Provided records >>
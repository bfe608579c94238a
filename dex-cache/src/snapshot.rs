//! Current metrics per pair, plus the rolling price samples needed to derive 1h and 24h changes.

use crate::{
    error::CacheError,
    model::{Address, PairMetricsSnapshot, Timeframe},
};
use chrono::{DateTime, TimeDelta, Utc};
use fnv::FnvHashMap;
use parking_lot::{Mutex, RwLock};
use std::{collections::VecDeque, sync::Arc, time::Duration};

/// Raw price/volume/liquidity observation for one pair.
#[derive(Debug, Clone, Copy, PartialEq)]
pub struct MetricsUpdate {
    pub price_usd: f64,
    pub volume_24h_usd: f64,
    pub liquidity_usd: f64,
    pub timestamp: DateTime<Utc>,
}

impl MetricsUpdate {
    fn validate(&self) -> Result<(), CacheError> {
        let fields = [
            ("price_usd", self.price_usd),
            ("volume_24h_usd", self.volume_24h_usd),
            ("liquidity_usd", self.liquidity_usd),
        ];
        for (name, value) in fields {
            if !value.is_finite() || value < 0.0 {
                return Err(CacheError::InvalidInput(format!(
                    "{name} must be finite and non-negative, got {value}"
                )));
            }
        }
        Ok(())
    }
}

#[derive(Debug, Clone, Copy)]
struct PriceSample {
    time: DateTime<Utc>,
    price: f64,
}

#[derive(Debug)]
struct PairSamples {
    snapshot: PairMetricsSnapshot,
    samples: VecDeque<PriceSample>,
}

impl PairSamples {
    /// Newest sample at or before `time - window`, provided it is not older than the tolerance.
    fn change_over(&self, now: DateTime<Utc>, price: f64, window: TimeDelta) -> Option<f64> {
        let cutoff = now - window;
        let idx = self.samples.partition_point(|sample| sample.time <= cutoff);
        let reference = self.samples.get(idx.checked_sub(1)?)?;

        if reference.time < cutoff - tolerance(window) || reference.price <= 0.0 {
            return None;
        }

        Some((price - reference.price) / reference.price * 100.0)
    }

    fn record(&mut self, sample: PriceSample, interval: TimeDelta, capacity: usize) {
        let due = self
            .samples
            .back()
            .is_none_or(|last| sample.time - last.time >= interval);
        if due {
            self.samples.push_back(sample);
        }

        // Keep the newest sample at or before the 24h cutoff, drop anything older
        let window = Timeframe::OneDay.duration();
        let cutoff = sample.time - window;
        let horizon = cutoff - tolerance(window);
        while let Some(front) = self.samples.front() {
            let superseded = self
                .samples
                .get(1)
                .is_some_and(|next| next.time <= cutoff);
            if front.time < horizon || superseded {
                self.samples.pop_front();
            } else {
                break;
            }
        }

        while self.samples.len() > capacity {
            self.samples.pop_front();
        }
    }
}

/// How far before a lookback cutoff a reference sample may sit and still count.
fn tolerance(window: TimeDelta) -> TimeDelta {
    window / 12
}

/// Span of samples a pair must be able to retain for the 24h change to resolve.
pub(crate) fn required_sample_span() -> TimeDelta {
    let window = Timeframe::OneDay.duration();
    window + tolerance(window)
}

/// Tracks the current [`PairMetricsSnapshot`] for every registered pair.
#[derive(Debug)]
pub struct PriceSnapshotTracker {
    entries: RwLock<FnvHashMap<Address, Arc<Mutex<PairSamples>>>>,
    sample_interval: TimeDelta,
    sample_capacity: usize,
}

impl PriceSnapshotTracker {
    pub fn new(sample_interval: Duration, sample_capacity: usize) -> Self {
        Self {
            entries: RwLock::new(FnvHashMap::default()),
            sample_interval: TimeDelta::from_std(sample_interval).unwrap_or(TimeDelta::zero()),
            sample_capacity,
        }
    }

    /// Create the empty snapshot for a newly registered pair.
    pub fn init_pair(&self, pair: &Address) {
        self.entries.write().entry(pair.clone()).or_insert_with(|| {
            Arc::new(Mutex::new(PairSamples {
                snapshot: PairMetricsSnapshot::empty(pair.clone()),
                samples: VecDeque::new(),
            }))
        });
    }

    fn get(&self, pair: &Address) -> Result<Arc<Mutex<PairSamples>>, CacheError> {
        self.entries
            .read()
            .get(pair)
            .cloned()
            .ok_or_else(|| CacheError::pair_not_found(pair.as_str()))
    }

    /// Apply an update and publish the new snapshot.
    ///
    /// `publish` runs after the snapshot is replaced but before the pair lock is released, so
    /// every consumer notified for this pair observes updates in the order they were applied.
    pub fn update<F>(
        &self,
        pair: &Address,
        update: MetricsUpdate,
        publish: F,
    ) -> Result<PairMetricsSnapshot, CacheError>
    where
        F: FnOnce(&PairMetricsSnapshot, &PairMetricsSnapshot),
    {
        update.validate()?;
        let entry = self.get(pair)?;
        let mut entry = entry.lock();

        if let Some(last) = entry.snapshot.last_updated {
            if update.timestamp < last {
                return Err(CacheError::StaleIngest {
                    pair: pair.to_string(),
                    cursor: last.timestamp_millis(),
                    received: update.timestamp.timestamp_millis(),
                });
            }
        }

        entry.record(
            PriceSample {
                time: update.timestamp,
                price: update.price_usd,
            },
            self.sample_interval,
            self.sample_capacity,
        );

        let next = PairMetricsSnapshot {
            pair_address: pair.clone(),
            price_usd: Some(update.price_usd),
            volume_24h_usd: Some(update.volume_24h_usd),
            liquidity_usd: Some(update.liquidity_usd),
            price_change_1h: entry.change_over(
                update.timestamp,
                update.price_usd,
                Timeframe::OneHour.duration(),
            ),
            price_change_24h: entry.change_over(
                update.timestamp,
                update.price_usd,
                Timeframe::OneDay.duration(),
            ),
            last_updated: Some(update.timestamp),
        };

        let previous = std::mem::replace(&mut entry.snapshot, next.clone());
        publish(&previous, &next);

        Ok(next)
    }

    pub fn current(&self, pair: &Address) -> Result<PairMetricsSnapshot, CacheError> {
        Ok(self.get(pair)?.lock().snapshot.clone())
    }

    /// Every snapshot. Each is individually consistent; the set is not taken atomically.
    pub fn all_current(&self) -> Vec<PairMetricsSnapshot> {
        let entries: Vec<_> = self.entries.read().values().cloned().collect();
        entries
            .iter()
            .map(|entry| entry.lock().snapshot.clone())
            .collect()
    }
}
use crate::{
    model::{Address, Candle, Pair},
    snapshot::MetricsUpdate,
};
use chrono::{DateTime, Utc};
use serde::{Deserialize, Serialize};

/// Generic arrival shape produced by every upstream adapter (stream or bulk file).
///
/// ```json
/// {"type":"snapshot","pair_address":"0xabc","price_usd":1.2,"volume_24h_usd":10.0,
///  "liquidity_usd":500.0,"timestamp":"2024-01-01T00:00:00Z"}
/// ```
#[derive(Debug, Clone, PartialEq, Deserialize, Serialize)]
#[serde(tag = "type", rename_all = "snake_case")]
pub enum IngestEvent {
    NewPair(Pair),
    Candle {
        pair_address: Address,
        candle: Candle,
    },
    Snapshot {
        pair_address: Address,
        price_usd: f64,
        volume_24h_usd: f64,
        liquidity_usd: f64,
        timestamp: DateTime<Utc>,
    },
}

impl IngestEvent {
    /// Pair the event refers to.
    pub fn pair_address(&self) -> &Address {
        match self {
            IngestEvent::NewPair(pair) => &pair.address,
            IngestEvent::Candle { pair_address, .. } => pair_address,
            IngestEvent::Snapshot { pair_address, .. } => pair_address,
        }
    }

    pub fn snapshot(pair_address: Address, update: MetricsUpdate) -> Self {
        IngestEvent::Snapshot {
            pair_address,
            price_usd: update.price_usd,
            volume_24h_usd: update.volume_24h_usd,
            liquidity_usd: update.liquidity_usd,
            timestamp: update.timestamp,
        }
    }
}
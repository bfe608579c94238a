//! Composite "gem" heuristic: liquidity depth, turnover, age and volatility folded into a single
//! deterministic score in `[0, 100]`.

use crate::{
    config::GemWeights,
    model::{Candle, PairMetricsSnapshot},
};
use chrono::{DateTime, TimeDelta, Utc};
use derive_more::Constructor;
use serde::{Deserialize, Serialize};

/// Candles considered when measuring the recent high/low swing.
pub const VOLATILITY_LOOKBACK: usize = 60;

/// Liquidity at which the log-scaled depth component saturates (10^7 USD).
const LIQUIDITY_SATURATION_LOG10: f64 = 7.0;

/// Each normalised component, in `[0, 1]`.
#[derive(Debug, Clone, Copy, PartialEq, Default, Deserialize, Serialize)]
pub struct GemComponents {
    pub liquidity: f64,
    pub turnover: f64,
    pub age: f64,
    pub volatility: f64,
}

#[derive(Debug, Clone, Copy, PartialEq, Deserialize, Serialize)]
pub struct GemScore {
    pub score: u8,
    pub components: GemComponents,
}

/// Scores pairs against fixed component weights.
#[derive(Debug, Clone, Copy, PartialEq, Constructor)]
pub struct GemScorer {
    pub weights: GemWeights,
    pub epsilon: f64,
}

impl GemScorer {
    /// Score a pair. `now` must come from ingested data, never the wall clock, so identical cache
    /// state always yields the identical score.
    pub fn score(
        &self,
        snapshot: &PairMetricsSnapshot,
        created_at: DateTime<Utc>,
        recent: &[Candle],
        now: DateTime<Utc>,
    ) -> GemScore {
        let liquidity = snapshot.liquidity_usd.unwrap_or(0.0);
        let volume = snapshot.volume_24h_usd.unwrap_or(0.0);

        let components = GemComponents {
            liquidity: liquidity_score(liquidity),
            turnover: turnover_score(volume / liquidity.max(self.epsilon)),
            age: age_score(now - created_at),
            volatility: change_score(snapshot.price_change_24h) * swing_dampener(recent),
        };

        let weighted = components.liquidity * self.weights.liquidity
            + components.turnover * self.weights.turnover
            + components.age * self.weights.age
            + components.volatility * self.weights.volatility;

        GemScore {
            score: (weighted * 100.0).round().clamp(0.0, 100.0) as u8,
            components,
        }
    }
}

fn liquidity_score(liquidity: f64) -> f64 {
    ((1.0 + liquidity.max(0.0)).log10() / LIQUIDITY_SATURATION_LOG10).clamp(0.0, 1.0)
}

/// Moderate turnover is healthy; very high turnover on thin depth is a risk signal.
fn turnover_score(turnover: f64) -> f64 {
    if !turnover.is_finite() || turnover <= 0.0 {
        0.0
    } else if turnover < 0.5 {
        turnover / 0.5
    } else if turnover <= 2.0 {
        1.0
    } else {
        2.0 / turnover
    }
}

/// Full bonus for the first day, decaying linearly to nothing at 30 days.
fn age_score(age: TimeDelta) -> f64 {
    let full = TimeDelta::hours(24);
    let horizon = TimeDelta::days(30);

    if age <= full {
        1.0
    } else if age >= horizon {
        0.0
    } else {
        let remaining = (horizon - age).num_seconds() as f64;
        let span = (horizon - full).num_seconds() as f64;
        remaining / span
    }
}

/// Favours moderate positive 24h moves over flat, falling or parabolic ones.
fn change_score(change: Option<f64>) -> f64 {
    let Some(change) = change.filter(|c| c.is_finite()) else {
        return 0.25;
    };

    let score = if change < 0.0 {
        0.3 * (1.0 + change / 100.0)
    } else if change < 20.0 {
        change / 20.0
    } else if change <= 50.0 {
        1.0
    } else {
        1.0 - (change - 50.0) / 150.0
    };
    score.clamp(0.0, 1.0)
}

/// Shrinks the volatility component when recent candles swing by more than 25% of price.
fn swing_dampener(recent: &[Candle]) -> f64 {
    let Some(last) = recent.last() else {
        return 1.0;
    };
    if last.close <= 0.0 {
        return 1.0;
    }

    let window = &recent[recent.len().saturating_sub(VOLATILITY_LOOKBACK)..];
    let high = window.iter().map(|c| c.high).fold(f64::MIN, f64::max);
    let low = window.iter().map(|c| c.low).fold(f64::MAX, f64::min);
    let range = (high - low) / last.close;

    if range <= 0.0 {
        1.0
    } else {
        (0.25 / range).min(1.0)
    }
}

The task >>
Report every line containing the string "FnvHashMap" in the material.

Response >>
use fnv::FnvHashMap;
    entries: RwLock<FnvHashMap<Address, Arc<Mutex<PairSamples>>>>,
            entries: RwLock::new(FnvHashMap::default()),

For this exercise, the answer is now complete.